» Excerpted records:
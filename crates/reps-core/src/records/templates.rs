//! Template store.

use crate::error::{RepsError, Result};
use crate::records::{Patchable, Record, RecordStore};
use crate::storage::{keys, Adapter, Exercise, Template};

impl Record for Template {
    const KEY: &'static str = keys::TEMPLATES;

    fn id(&self) -> &str {
        &self.id
    }
}

/// Partial update for a template. `None` fields are left untouched.
#[derive(Debug, Clone, Default)]
pub struct TemplatePatch {
    pub name: Option<String>,
    pub exercises: Option<Vec<Exercise>>,
}

impl TemplatePatch {
    pub fn new() -> Self {
        Self::default()
    }

    pub fn name(mut self, name: impl Into<String>) -> Self {
        self.name = Some(name.into());
        self
    }

    pub fn exercises(mut self, exercises: Vec<Exercise>) -> Self {
        self.exercises = Some(exercises);
        self
    }
}

impl Patchable for Template {
    type Patch = TemplatePatch;

    fn apply(&mut self, patch: TemplatePatch) -> Result<()> {
        if let Some(name) = patch.name {
            self.name = normalize_name(&name)?;
        }
        if let Some(exercises) = patch.exercises {
            self.exercises = normalize_exercises(exercises);
        }
        Ok(())
    }
}

fn normalize_name(name: &str) -> Result<String> {
    let trimmed = name.trim();
    if trimmed.is_empty() {
        return Err(RepsError::Validation(
            "Template name cannot be empty".to_string(),
        ));
    }
    Ok(trimmed.to_string())
}

/// Trim exercise names and drop blank rows.
fn normalize_exercises(exercises: Vec<Exercise>) -> Vec<Exercise> {
    exercises
        .into_iter()
        .filter_map(|exercise| {
            let name = exercise.name.trim();
            (!name.is_empty()).then(|| Exercise::new(name))
        })
        .collect()
}

/// CRUD over the template collection.
#[derive(Clone)]
pub struct TemplateStore {
    records: RecordStore<Template>,
}

impl TemplateStore {
    pub fn new(adapter: Adapter) -> Self {
        Self {
            records: RecordStore::new(adapter),
        }
    }

    /// Create a template.
    ///
    /// # Errors
    ///
    /// Returns `RepsError::Validation` if the name is blank, or
    /// `RepsError::Storage` if the collection cannot be written.
    pub fn create(&self, name: &str, exercises: Vec<Exercise>) -> Result<Template> {
        let name = normalize_name(name)?;
        let exercises = normalize_exercises(exercises);
        let template = self.records.insert_with(|id| Template {
            id,
            name,
            exercises,
        })?;
        tracing::debug!(id = %template.id, "Created template");
        Ok(template)
    }

    pub fn get_by_id(&self, id: &str) -> Option<Template> {
        self.records.get_by_id(id)
    }

    pub fn get_all(&self) -> Vec<Template> {
        self.records.get_all()
    }

    pub fn update(&self, id: &str, patch: TemplatePatch) -> Result<Option<Template>> {
        self.records.update(id, patch)
    }

    pub fn delete(&self, id: &str) -> Result<bool> {
        self.records.delete(id)
    }
}

#[cfg(test)]
mod tests {
    use super::*;
    use crate::storage::MemoryStore;
    use std::sync::Arc;

    fn store() -> TemplateStore {
        TemplateStore::new(Adapter::new(Arc::new(MemoryStore::new())))
    }

    #[test]
    fn test_create_trims_and_drops_blank_exercises() {
        let templates = store();
        let created = templates
            .create(
                "  Push day ",
                vec![Exercise::new(" Bench "), Exercise::new("   "), Exercise::new("Dips")],
            )
            .unwrap();

        assert_eq!(created.name, "Push day");
        assert_eq!(
            created.exercises,
            vec![Exercise::new("Bench"), Exercise::new("Dips")]
        );
        assert_eq!(templates.get_by_id(&created.id), Some(created));
    }

    #[test]
    fn test_blank_name_rejected() {
        let templates = store();
        let err = templates.create("  ", vec![]).unwrap_err();
        assert!(matches!(err, RepsError::Validation(_)));
        assert!(templates.get_all().is_empty());
    }

    #[test]
    fn test_partial_update_keeps_other_fields() {
        let templates = store();
        let created = templates
            .create("Legs", vec![Exercise::new("Squat")])
            .unwrap();

        let updated = templates
            .update(&created.id, TemplatePatch::new().name("Leg day"))
            .unwrap()
            .unwrap();

        assert_eq!(updated.id, created.id);
        assert_eq!(updated.name, "Leg day");
        assert_eq!(updated.exercises, created.exercises);
    }

    #[test]
    fn test_update_with_blank_name_leaves_collection_unchanged() {
        let templates = store();
        let created = templates.create("Legs", vec![]).unwrap();

        assert!(templates
            .update(&created.id, TemplatePatch::new().name(""))
            .is_err());
        assert_eq!(templates.get_all(), vec![created]);
    }
}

» What you are asked to do: The records above must be output exactly, in full.

» Your response:
filename crates/reps-core/src/records/templates.rs
//! Template store.

use crate::error::{RepsError, Result};
use crate::records::{Patchable, Record, RecordStore};
use crate::storage::{keys, Adapter, Exercise, Template};

impl Record for Template {
    const KEY: &'static str = keys::TEMPLATES;

    fn id(&self) -> &str {
        &self.id
    }
}

/// Partial update for a template. `None` fields are left untouched.
#[derive(Debug, Clone, Default)]
pub struct TemplatePatch {
    pub name: Option<String>,
    pub exercises: Option<Vec<Exercise>>,
}

impl TemplatePatch {
    pub fn new() -> Self {
        Self::default()
    }

    pub fn name(mut self, name: impl Into<String>) -> Self {
        self.name = Some(name.into());
        self
    }

    pub fn exercises(mut self, exercises: Vec<Exercise>) -> Self {
        self.exercises = Some(exercises);
        self
    }
}

impl Patchable for Template {
    type Patch = TemplatePatch;

    fn apply(&mut self, patch: TemplatePatch) -> Result<()> {
        if let Some(name) = patch.name {
            self.name = normalize_name(&name)?;
        }
        if let Some(exercises) = patch.exercises {
            self.exercises = normalize_exercises(exercises);
        }
        Ok(())
    }
}

fn normalize_name(name: &str) -> Result<String> {
    let trimmed = name.trim();
    if trimmed.is_empty() {
        return Err(RepsError::Validation(
            "Template name cannot be empty".to_string(),
        ));
    }
    Ok(trimmed.to_string())
}

/// Trim exercise names and drop blank rows.
fn normalize_exercises(exercises: Vec<Exercise>) -> Vec<Exercise> {
    exercises
        .into_iter()
        .filter_map(|exercise| {
            let name = exercise.name.trim();
            (!name.is_empty()).then(|| Exercise::new(name))
        })
        .collect()
}

/// CRUD over the template collection.
#[derive(Clone)]
pub struct TemplateStore {
    records: RecordStore<Template>,
}

impl TemplateStore {
    pub fn new(adapter: Adapter) -> Self {
        Self {
            records: RecordStore::new(adapter),
        }
    }

    /// Create a template.
    ///
    /// # Errors
    ///
    /// Returns `RepsError::Validation` if the name is blank, or
    /// `RepsError::Storage` if the collection cannot be written.
    pub fn create(&self, name: &str, exercises: Vec<Exercise>) -> Result<Template> {
        let name = normalize_name(name)?;
        let exercises = normalize_exercises(exercises);
        let template = self.records.insert_with(|id| Template {
            id,
            name,
            exercises,
        })?;
        tracing::debug!(id = %template.id, "Created template");
        Ok(template)
    }

    pub fn get_by_id(&self, id: &str) -> Option<Template> {
        self.records.get_by_id(id)
    }

    pub fn get_all(&self) -> Vec<Template> {
        self.records.get_all()
    }

    pub fn update(&self, id: &str, patch: TemplatePatch) -> Result<Option<Template>> {
        self.records.update(id, patch)
    }

    pub fn delete(&self, id: &str) -> Result<bool> {
        self.records.delete(id)
    }
}

#[cfg(test)]
mod tests {
    use super::*;
    use crate::storage::MemoryStore;
    use std::sync::Arc;

    fn store() -> TemplateStore {
        TemplateStore::new(Adapter::new(Arc::new(MemoryStore::new())))
    }

    #[test]
    fn test_create_trims_and_drops_blank_exercises() {
        let templates = store();
        let created = templates
            .create(
                "  Push day ",
                vec![Exercise::new(" Bench "), Exercise::new("   "), Exercise::new("Dips")],
            )
            .unwrap();

        assert_eq!(created.name, "Push day");
        assert_eq!(
            created.exercises,
            vec![Exercise::new("Bench"), Exercise::new("Dips")]
        );
        assert_eq!(templates.get_by_id(&created.id), Some(created));
    }

    #[test]
    fn test_blank_name_rejected() {
        let templates = store();
        let err = templates.create("  ", vec![]).unwrap_err();
        assert!(matches!(err, RepsError::Validation(_)));
        assert!(templates.get_all().is_empty());
    }

    #[test]
    fn test_partial_update_keeps_other_fields() {
        let templates = store();
        let created = templates
            .create("Legs", vec![Exercise::new("Squat")])
            .unwrap();

        let updated = templates
            .update(&created.id, TemplatePatch::new().name("Leg day"))
            .unwrap()
            .unwrap();

        assert_eq!(updated.id, created.id);
        assert_eq!(updated.name, "Leg day");
        assert_eq!(updated.exercises, created.exercises);
    }

    #[test]
    fn test_update_with_blank_name_leaves_collection_unchanged() {
        let templates = store();
        let created = templates.create("Legs", vec![]).unwrap();

        assert!(templates
            .update(&created.id, TemplatePatch::new().name(""))
            .is_err());
        assert_eq!(templates.get_all(), vec![created]);
    }
}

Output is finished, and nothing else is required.